On 7 December 2017, after a four-hour hearing, a Judge in St Petersburg’s ruled that a 17-year-old property contract was invalid, thus allowing the seizure by the state of the Jehovah’s Witnesses’ principal site in Russia, consisting of 14 buildings and valued at more than 881 million Rubles (15m USD). “This decision casts a shadow over the inviolability of property rights in the Russian Federation, where no organization, can have peace of mind over its transactions, even if they are officially registered by authorized bodies. Approximately 400 people were forced to move from their homes and their voluntary religious service was disrupted.

Meanwhile, buildings and land owned by local Jehovah’s Witness organizations are now in the process of being sold off. Once creditors have been satisfied, any remaining assets will pass to the state and may then be sold. 

At least six young Jehovah’s Witness men are potentially being denied their right to perform alternative civilian service. Of the six individuals in five different regions across Russia, three have so far received official refusals and have been called up to the army, while military authorities have yet to make a final decision regarding the other three.

On 14 December, around 40 law enforcement officers entered the Hall of Congresses, a large worship building in northern St. Petersburg and sealed the building. Throughout November alone, police detained Jehovah’s Witnesses, required them to disclose their religion, often took them to police stations, obliged them to submit to photographing and fingerprinting, and confiscated their personal belongings. Police, sometimes accompanied by FSB security service officers, have also raided homes and taken the details of anyone who entered the flat. In some cases, they “expressed their scorn for their faith”. So far, no prosecutions are known to have arisen from these incidents.

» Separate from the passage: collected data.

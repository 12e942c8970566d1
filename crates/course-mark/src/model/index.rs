use pulldown_cmark::{Event, HeadingLevel, Tag};
use regex::Regex;
use serde::{Deserialize, Serialize};
use std::{collections::BTreeSet, sync::OnceLock};

use crate::cmark::{split_emoji, CMarkParser, Position};

use super::LinkRef;

/// A practice challenge announced by a README. Challenges are metadata only, the exercises
/// themselves live on the learning platform.
#[derive(Debug, Clone, PartialEq, Eq, Serialize, Deserialize)]
pub struct Challenge {
    /// The emoji tag describing the kind of challenge, when present.
    pub kind: Option<String>,
    pub text: String,
    pub position: Position,
}

/// The parsed contents of a course or section `README.md`.
#[derive(Debug, Default, Clone, PartialEq, Eq, Serialize, Deserialize)]
pub struct Index {
    /// Text of the first H1, without its emoji.
    pub title: Option<String>,
    pub emoji: Option<String>,
    /// First paragraph following the title.
    pub description: Option<String>,
    /// Links to local markdown files found in lists, in listed order.
    pub lessons: Vec<LinkRef>,
    /// Items listed under the practice challenges heading.
    pub challenges: Vec<Challenge>,
    /// Every link in the document.
    pub links: Vec<LinkRef>,
    /// First link back to the parent README.
    pub course_link: Option<LinkRef>,
    /// First link pointing at the learning platform.
    pub call_to_action: Option<LinkRef>,
    /// Lesson count announced in the text, e.g. "5 lessons".
    pub declared_lesson_count: Option<usize>,
    /// Challenge count announced in the text, e.g. "12 practice challenges".
    pub declared_challenge_count: Option<usize>,
}

impl Index {
    /// Parses a README. `platform_host` identifies call to action links.
    pub fn parse(source: &str, platform_host: &str) -> Index {
        IndexParser::new(source, platform_host).parse()
    }
}

fn lesson_count_pattern() -> &'static Regex {
    static PATTERN: OnceLock<Regex> = OnceLock::new();
    PATTERN.get_or_init(|| Regex::new(r"(?i)\b(\d+)\s+lessons?\b").expect("static regex"))
}

fn challenge_count_pattern() -> &'static Regex {
    static PATTERN: OnceLock<Regex> = OnceLock::new();
    PATTERN.get_or_init(|| {
        Regex::new(r"(?i)\b(\d+)\s+(?:practice\s+)?challenges?\b").expect("static regex")
    })
}

/// Finds the announced count. A count in the preamble (title and introduction, before any list or
/// secondary heading) wins; otherwise the document must announce a single unambiguous value.
fn declared_count(pattern: &Regex, preamble: &str, text: &str) -> Option<usize> {
    let first = |haystack: &str| {
        pattern
            .captures(haystack)
            .and_then(|captures| captures[1].parse().ok())
    };

    if let Some(count) = first(preamble) {
        return Some(count);
    }

    let values: BTreeSet<usize> = pattern
        .captures_iter(text)
        .filter_map(|captures| captures[1].parse().ok())
        .collect();

    match values.len() {
        1 => values.into_iter().next(),
        _ => None,
    }
}

fn is_challenge_heading(heading: &str) -> bool {
    heading.to_lowercase().contains("practice challenge")
}

fn is_course_link(destination: &str) -> bool {
    matches!(
        destination.trim_end_matches('/'),
        ".." | "../README.md" | "../readme.md"
    )
}

fn is_platform_link(destination: &str, platform_host: &str) -> bool {
    let Some((_, rest)) = destination.split_once("://") else {
        return false;
    };
    let host = rest.split(['/', '?', '#']).next().unwrap_or_default();

    host == platform_host || host.ends_with(&format!(".{platform_host}"))
}

struct PendingLink {
    destination: String,
    position: Position,
    text: String,
    listed: bool,
}

struct IndexParser<'a> {
    parser: CMarkParser<'a>,
    platform_host: &'a str,
}

impl<'a> IndexParser<'a> {
    fn new(source: &'a str, platform_host: &'a str) -> Self {
        Self {
            parser: CMarkParser::new(source),
            platform_host,
        }
    }

    fn parse(mut self) -> Index {
        let mut index = Index::default();

        let mut text = String::new();
        let mut preamble = String::new();
        let mut in_preamble = true;
        let mut awaiting_description = false;
        let mut in_challenges = false;

        let mut item_depth = 0usize;
        let mut heading: Option<(HeadingLevel, String)> = None;
        let mut paragraph: Option<String> = None;
        // Whether the open paragraph has text outside of links.
        let mut paragraph_prose = false;
        let mut challenge: Option<(Position, String)> = None;
        let mut link: Option<PendingLink> = None;

        while let Some(event) = self.parser.next_event() {
            match event {
                Event::Start(Tag::Heading(level, ..)) => {
                    heading = Some((level, String::new()));
                }
                Event::End(Tag::Heading(..)) => {
                    let Some((level, content)) = heading.take() else {
                        continue;
                    };
                    let content = content.trim().to_string();

                    if level == HeadingLevel::H1 && index.title.is_none() {
                        let (emoji, title) = split_emoji(&content);
                        index.emoji = emoji;
                        index.title = Some(title);
                        awaiting_description = true;
                    } else {
                        in_preamble = false;
                        awaiting_description = false;
                    }

                    in_challenges = is_challenge_heading(&content);
                    text.push_str(&content);
                    text.push('\n');

                    if in_preamble {
                        preamble.push_str(&content);
                        preamble.push('\n');
                    }
                }
                Event::Start(Tag::Paragraph) => {
                    paragraph = Some(String::new());
                    paragraph_prose = false;
                }
                Event::End(Tag::Paragraph) => {
                    let Some(content) = paragraph.take() else {
                        continue;
                    };
                    let content = content.trim().to_string();

                    if awaiting_description && item_depth == 0 && paragraph_prose {
                        index.description = Some(content.clone());
                        awaiting_description = false;
                    }

                    text.push_str(&content);
                    text.push('\n');

                    if in_preamble {
                        preamble.push_str(&content);
                        preamble.push('\n');
                    }
                }
                Event::Start(Tag::List(..)) => {
                    in_preamble = false;
                    awaiting_description = false;
                }
                Event::Start(Tag::Item) => {
                    if item_depth == 0 && in_challenges {
                        challenge = Some((self.parser.position(), String::new()));
                    }

                    item_depth += 1;
                }
                Event::End(Tag::Item) => {
                    item_depth = item_depth.saturating_sub(1);

                    if item_depth == 0 {
                        if let Some((position, content)) = challenge.take() {
                            let (kind, description) = split_emoji(&content);
                            index.challenges.push(Challenge {
                                kind,
                                text: description,
                                position,
                            });
                        }
                    }

                    text.push('\n');
                }
                Event::Start(Tag::Link(_, destination, _)) => {
                    link = Some(PendingLink {
                        destination: destination.to_string(),
                        position: self.parser.position(),
                        text: String::new(),
                        listed: item_depth > 0 && !in_challenges,
                    });
                }
                Event::End(Tag::Link(..)) => {
                    let Some(pending) = link.take() else {
                        continue;
                    };

                    let link = LinkRef {
                        destination: pending.destination,
                        text: pending.text.trim().to_string(),
                        position: pending.position,
                    };

                    if pending.listed && link.is_local_markdown() {
                        index.lessons.push(link.clone());
                    }

                    if index.course_link.is_none() && is_course_link(&link.destination) {
                        index.course_link = Some(link.clone());
                    }

                    if index.call_to_action.is_none()
                        && is_platform_link(&link.destination, self.platform_host)
                    {
                        index.call_to_action = Some(link.clone());
                    }

                    index.links.push(link);
                }
                Event::Text(content) | Event::Code(content) => {
                    if paragraph.is_some() && link.is_none() && !content.trim().is_empty() {
                        paragraph_prose = true;
                    }

                    let buffers = [
                        heading.as_mut().map(|(_, buffer)| buffer),
                        paragraph.as_mut(),
                        challenge.as_mut().map(|(_, buffer)| buffer),
                        link.as_mut().map(|pending| &mut pending.text),
                    ];

                    for buffer in buffers.into_iter().flatten() {
                        buffer.push_str(&content);
                    }

                    // Text of tight list items is not wrapped in a paragraph.
                    if paragraph.is_none() && heading.is_none() {
                        text.push_str(&content);
                    }
                }
                Event::SoftBreak | Event::HardBreak => {
                    let buffers = [
                        heading.as_mut().map(|(_, buffer)| buffer),
                        paragraph.as_mut(),
                        challenge.as_mut().map(|(_, buffer)| buffer),
                        link.as_mut().map(|pending| &mut pending.text),
                    ];

                    for buffer in buffers.into_iter().flatten() {
                        buffer.push(' ');
                    }
                }
                _ => (),
            }
        }

        index.declared_lesson_count = declared_count(lesson_count_pattern(), &preamble, &text);
        index.declared_challenge_count =
            declared_count(challenge_count_pattern(), &preamble, &text);

        index
    }
}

On 23 November in Moscow, a man allegedly pushed a 54-year-old Jehovah’s Witness down the stairs of his block of flats. On 16 September, “unknown persons” broke into the building formerly used for Jehovah’s Witness worship. The intruders smashed the building’s internal doors, set off fire extinguishers, destroyed sound equipment, and broke the burglar alarm. Jehovah’s Witnesses reported the incident to the police, and “have no doubt” that it was provoked by the Supreme Court decision.

After the Justice Ministry issued its 15 March suspension order, several Jehovah’s Witness leaders were prosecuted, for participation in banned activities. After the ban, these prosecutions stopped. Now, individuals are now at risk of criminal prosecution under the Criminal Code if they continue their activities. 

Danish Jehovah’s Witness Dennis Ole Christensen remains in pre-trial custody on charges of “organizing the activities of a banned extremist organization. Christensen is accused of “continuing the activities” of a local Jehovah’s Witness community, which was ordered liquidated in June 2016.

The next hearing in the trial of a Jehovah’s Witness elder who was accused of hate crimes for allegedly giving sermons in which he “degraded the dignity of adherents of other religions.”

Consider, while Jehovah’s Witnesses are not God’s last day church, their treatment should be a clear indication of the way God’s remnant church will be persecuted once the principles have been established. This is Russia today. What nations will be doing this tomorrow?

“Blessed are ye, when men shall revile you, and persecute you, and shall say all manner of evil against you falsely, for my sake.” Matthew 5:11.